··· Given records ···

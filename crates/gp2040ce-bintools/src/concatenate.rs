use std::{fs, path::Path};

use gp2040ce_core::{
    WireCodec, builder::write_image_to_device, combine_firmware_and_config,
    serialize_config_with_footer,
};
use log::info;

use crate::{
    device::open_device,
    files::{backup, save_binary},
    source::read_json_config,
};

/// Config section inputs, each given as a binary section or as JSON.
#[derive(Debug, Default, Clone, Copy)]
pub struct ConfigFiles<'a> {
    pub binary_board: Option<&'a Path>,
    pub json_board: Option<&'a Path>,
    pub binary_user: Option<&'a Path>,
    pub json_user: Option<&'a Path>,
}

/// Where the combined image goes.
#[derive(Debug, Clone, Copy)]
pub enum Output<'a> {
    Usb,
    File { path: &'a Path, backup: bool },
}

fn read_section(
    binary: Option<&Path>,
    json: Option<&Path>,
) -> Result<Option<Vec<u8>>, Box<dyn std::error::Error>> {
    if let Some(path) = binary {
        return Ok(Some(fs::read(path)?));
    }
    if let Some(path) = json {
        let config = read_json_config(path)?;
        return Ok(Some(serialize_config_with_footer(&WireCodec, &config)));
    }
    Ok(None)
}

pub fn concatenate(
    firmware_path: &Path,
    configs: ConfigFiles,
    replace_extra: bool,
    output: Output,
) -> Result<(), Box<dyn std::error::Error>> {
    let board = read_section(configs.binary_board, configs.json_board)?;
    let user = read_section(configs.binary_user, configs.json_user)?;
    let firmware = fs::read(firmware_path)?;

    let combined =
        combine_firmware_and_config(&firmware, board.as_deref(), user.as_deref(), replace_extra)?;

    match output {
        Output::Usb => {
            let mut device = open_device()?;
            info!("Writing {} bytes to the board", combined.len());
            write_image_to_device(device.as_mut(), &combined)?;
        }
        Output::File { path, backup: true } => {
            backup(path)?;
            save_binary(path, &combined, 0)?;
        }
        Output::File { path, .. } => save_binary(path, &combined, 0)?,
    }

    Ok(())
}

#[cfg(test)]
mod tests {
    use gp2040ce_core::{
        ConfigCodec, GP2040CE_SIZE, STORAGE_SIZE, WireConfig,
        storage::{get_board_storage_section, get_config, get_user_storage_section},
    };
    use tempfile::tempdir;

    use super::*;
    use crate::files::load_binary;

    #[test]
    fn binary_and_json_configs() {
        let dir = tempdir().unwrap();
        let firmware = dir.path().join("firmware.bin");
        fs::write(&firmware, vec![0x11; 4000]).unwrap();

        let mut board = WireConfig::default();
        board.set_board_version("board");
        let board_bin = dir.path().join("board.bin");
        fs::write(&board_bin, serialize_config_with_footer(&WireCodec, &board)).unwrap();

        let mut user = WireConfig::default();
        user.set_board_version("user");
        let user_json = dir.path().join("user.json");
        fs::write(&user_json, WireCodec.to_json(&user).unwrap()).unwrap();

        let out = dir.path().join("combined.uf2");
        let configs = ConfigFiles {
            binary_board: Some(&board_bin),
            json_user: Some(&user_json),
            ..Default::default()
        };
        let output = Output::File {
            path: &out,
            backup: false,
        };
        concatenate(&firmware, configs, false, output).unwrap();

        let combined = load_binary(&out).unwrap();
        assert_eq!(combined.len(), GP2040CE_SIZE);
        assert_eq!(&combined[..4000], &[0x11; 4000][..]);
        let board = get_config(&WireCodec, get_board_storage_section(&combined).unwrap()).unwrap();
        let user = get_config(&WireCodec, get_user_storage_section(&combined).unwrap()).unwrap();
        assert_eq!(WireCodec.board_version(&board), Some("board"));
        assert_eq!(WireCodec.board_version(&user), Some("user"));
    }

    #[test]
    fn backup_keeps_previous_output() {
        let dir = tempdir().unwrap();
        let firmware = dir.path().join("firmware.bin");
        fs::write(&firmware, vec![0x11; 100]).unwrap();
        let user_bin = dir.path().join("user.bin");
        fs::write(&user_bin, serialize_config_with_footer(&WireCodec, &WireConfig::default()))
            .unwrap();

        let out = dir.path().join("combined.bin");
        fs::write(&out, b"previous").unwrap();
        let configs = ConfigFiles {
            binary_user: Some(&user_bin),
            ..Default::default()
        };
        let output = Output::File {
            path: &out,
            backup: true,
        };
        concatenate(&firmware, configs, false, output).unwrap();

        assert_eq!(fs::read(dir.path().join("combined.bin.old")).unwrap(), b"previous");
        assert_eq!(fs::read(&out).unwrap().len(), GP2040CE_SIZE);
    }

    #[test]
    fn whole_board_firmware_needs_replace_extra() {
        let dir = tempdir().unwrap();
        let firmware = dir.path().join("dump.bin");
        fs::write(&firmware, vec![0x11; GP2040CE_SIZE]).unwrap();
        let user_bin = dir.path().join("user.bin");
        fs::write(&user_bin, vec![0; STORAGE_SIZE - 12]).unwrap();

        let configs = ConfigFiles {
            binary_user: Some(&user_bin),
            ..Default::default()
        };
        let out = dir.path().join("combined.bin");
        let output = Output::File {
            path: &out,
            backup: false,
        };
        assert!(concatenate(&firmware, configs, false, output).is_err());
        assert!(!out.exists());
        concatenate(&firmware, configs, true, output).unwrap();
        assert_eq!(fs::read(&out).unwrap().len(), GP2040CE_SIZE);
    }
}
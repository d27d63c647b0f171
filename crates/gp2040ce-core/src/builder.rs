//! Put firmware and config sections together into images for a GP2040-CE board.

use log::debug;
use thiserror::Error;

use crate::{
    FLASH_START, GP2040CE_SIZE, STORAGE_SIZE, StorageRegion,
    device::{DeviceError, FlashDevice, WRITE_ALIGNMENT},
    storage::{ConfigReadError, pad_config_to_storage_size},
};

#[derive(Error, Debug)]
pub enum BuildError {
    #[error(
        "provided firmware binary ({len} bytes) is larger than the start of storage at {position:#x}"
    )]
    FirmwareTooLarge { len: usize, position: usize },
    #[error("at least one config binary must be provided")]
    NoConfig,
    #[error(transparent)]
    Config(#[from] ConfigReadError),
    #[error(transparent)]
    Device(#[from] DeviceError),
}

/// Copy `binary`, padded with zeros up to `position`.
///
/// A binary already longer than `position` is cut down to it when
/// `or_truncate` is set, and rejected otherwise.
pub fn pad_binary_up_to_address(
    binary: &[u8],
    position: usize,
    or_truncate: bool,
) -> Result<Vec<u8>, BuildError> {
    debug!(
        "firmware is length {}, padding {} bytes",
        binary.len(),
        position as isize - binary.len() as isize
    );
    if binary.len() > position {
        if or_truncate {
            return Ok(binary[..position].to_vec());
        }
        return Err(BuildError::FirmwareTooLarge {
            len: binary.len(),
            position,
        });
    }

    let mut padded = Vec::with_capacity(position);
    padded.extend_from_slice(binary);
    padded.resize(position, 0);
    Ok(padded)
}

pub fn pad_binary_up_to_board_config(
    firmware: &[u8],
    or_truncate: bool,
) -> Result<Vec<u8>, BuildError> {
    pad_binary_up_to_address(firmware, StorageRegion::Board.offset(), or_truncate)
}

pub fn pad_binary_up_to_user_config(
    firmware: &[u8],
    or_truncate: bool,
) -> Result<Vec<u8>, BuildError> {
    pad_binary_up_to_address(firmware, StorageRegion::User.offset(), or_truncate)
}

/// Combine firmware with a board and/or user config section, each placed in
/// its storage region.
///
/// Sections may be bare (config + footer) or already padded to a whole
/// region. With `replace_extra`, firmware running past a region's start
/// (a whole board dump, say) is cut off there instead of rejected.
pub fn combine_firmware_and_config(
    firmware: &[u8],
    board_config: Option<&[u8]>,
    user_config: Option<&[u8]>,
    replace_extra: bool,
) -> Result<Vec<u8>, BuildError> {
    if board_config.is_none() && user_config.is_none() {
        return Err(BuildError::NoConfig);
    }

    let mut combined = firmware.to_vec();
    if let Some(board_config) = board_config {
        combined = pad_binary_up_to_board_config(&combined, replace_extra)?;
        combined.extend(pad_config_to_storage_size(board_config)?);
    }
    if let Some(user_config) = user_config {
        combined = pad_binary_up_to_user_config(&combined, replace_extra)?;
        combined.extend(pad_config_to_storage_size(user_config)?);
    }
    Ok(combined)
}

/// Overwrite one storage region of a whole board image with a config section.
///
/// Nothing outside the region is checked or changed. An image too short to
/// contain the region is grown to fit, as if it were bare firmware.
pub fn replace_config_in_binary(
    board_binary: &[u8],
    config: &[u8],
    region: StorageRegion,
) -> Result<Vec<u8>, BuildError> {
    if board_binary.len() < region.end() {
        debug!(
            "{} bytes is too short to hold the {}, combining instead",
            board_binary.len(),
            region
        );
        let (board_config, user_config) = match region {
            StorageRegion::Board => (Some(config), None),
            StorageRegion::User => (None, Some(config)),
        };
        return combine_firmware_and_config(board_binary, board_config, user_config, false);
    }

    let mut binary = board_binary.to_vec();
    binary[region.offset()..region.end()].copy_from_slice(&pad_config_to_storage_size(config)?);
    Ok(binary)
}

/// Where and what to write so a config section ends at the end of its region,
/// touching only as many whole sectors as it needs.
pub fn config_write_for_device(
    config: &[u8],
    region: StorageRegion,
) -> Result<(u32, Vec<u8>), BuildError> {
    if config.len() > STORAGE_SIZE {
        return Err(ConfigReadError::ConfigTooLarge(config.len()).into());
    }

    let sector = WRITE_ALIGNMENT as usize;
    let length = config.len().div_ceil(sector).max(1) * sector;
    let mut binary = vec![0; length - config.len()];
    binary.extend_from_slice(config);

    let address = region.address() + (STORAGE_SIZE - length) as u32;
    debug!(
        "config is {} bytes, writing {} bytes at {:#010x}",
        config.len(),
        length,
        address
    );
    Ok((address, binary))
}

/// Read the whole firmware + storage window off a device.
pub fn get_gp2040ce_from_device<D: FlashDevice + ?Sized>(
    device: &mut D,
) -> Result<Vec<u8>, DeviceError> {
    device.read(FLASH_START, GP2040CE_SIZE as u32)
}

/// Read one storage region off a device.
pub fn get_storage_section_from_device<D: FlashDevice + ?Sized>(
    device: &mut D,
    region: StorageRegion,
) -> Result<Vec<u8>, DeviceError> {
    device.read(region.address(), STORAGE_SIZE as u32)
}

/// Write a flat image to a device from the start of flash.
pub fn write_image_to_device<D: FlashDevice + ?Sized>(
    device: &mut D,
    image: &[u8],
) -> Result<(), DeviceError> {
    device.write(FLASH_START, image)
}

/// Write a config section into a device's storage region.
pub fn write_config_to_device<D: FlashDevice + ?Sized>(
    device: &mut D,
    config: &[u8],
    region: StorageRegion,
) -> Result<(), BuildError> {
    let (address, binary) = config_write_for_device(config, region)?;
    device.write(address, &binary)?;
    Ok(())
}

···

_Exercise instructions_
Copy out each line of the data that holds the string "usize".

_Response box_
    FirmwareTooLarge { len: usize, position: usize },
    position: usize,
    let sector = WRITE_ALIGNMENT as usize;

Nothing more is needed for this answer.